The Republican Party has demonstrated, this past week more than ever, that it is utterly unsuited to the role.
The House Republican Conference's ousting of Liz Cheney from her position as the third-ranking member was egregious enough. It's now been followed by a defeat of Texas Representative Chip Roy to replace Cheney in that position by Elise Stefanik. Roy has a 96 percent lifetime rating from Heritage Action and a 95 percent rating from the American Conservative Union. Stefanik's ratings are 48 and 44, respectively. It's rather obvious why the conference went with her: She saw going full Trumpist as the ticket to an assured political future.
The latest bit of evidence of her opportunistic career strategizing comes in her remarks upon her 134-46 victory:
“I support President Trump ... he is an important voice in our Republican party and we look forward to working with him,” Stefanik said. “Republican voters are unified in their support and their desire to work with President Trump, and we are unified as Republicans.”
It's going to be interesting to see the response from the two fellow House members she mentions by name in her lame attempt to extend an olive branch:
"Liz Cheney is part of this Republican conference. Adam Kinzinger is part of this Republican conference,” Stefanik said.
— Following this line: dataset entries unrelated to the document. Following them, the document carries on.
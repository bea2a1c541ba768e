//! Archive Abstraction
//!
//! Searchable containers of named data streams:
//! - [`Archive`]: the trait the resource group manager indexes and opens
//!   resources through
//! - [`FileSystemArchive`]: a directory tree
//! - [`ZipArchive`]: a zip container
//! - [`MemoryArchive`]: an in-memory map, for tests and procedural content

pub mod filesystem;
pub mod memory;
pub mod zip;

pub use filesystem::FileSystemArchive;
pub use memory::MemoryArchive;
pub use zip::ZipArchive;

use std::io::{Read, Seek};

use crate::errors::Result;

/// Combined read + seek bound for resource streams.
///
/// The mesh reader rewinds by one chunk-header width when it meets a chunk it
/// does not recognize, so plain `Read` is not enough.
pub trait ReadSeek: Read + Seek {}

impl<T: Read + Seek> ReadSeek for T {}

/// An open resource stream.
pub type DataStream = Box<dyn ReadSeek>;

/// A searchable container of named data streams.
///
/// Names are `/`-separated relative paths. Implementations are read-only from
/// the pipeline's point of view; writing assets back is a tooling concern.
pub trait Archive {
    /// Identifying name of this location (path, URL, label).
    fn name(&self) -> &str;

    /// Opens a named entry for reading. Fails with `FileNotFound` if the
    /// entry does not exist.
    fn open(&self, filename: &str) -> Result<DataStream>;

    /// Lists every entry name, optionally descending into subdirectories.
    fn list(&self, recursive: bool) -> Vec<String>;

    /// Lists entry names matching a `*`-wildcard pattern.
    fn find(&self, pattern: &str, recursive: bool) -> Vec<String> {
        self.list(recursive)
            .into_iter()
            .filter(|name| pattern_match(name, pattern))
            .collect()
    }

    /// Whether a named entry exists.
    fn exists(&self, filename: &str) -> bool;
}

/// Matches a name against a pattern where `*` spans any run of characters.
///
/// Matching is case-sensitive and anchored at both ends.
#[must_use]
pub fn pattern_match(name: &str, pattern: &str) -> bool {
    fn match_inner(name: &[u8], pattern: &[u8]) -> bool {
        match pattern.split_first() {
            None => name.is_empty(),
            Some((b'*', rest)) => (0..=name.len()).any(|skip| match_inner(&name[skip..], rest)),
            Some((ch, rest)) => name.first() == Some(ch) && match_inner(&name[1..], rest),
        }
    }
    match_inner(name.as_bytes(), pattern.as_bytes())
}
//! Versioned mesh import and export.
//!
//! The write path always emits the current format. The read path selects a
//! [`FormatVersion`] from the stream's sentinel string and dispatches on it
//! at the two points where the dialects actually differ: geometry layout
//! (unified vertex declaration vs. legacy discrete attribute chunks) and the
//! legacy texcoord V-axis convention.
//!
//! Readers at every nesting level follow the skip-back-and-recover pattern:
//! an unrecognized child chunk id causes a 6-byte backpedal and a return to
//! the caller, which either understands the chunk or backpedals again.

use std::io::{Read, Seek, Write};

use glam::{Vec3, Vec4};

use crate::errors::{RelicError, Result};
use crate::resources::buffer::{BufferManager, BufferUsage};
use crate::resources::mesh::{
    Edge, EdgeData, EdgeGroup, EdgeTriangle, LodUsage, Mesh, MeshLod, OperationType, SubMesh,
    VertexBoneAssignment,
};
use crate::resources::vertex::{
    IndexData, IndexType, VertexData, VertexElementSemantic, VertexElementType,
};
use crate::serializer::chunk::{
    ChunkHeader, ChunkReader, ChunkWriter, M_EDGE_GROUP, M_EDGE_LIST_LOD, M_EDGE_LISTS,
    M_GEOMETRY, M_GEOMETRY_COLOURS, M_GEOMETRY_NORMALS, M_GEOMETRY_TEXCOORDS,
    M_GEOMETRY_VERTEX_BUFFER, M_GEOMETRY_VERTEX_BUFFER_DATA, M_GEOMETRY_VERTEX_DECLARATION,
    M_GEOMETRY_VERTEX_ELEMENT, M_HEADER, M_MESH, M_MESH_BONE_ASSIGNMENT, M_MESH_BOUNDS,
    M_MESH_LOD, M_MESH_LOD_GENERATED, M_MESH_LOD_MANUAL, M_MESH_LOD_USAGE, M_MESH_SKELETON_LINK,
    M_SUBMESH, M_SUBMESH_BONE_ASSIGNMENT, M_SUBMESH_NAME_TABLE, M_SUBMESH_NAME_TABLE_ELEMENT,
    M_SUBMESH_OPERATION, index_payload_from_disk, index_payload_to_disk, vertex_payload_from_disk,
    vertex_payload_to_disk,
};

/// Mesh stream format revisions this serializer can read.
#[derive(Debug, Clone, Copy, PartialEq, Eq)]
pub enum FormatVersion {
    /// Discrete attribute chunks, texcoord V stored flipped.
    V1_1,
    /// Discrete attribute chunks, modern texcoord convention.
    V1_2,
    /// Unified per-buffer vertex declarations. Current.
    V1_3,
}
But she added: “We're unified in working with President Trump."
This plays right into progressive hands. Ocasio Cortez can, and already has, juxtaposed herself as the stable and reasonable one. The clearly-she-is-not-well rhetoric writes itself. The Overton Window shifts such that AOC's Green New Deal and track record of outlandish remarks on various subjects, to the extend that the public recalls them, look like a grounded adult came up with them.
Then consider what Donald Trump's first national security advisor, a formerly respected general, is up to these days: hanging with Lin Wood and calling him "an extraordinary human being."
There are those who call talk of the GOP's death hyperbole, who say that there is enough of a healthy party structure at local and state levels and willingness on the federal level to take opportunities to get serious work done that the party's difficulties pale in comparison.
Really? A party that lets MTG run wild while sidelining Liz Cheney and Chip Roy? A party whose figures with star status - Nikki Haley, Ted Cruz, Kevin McCarthy, Lindsey Graham, Elise Stefanik - are so desperate and cowardly that they hitch their wagons to the train of the joke of a human being who lost himself the presidency and lost them the Senate as well?
No, this is a party that has lost all claim to be the political repository for the conservative movement. Anyone with the most minuscule modicum of self-respect can no longer identify himself or herself as a member.
It's time to hand it over to the cowards, nuts and sycophants and let them kill it off.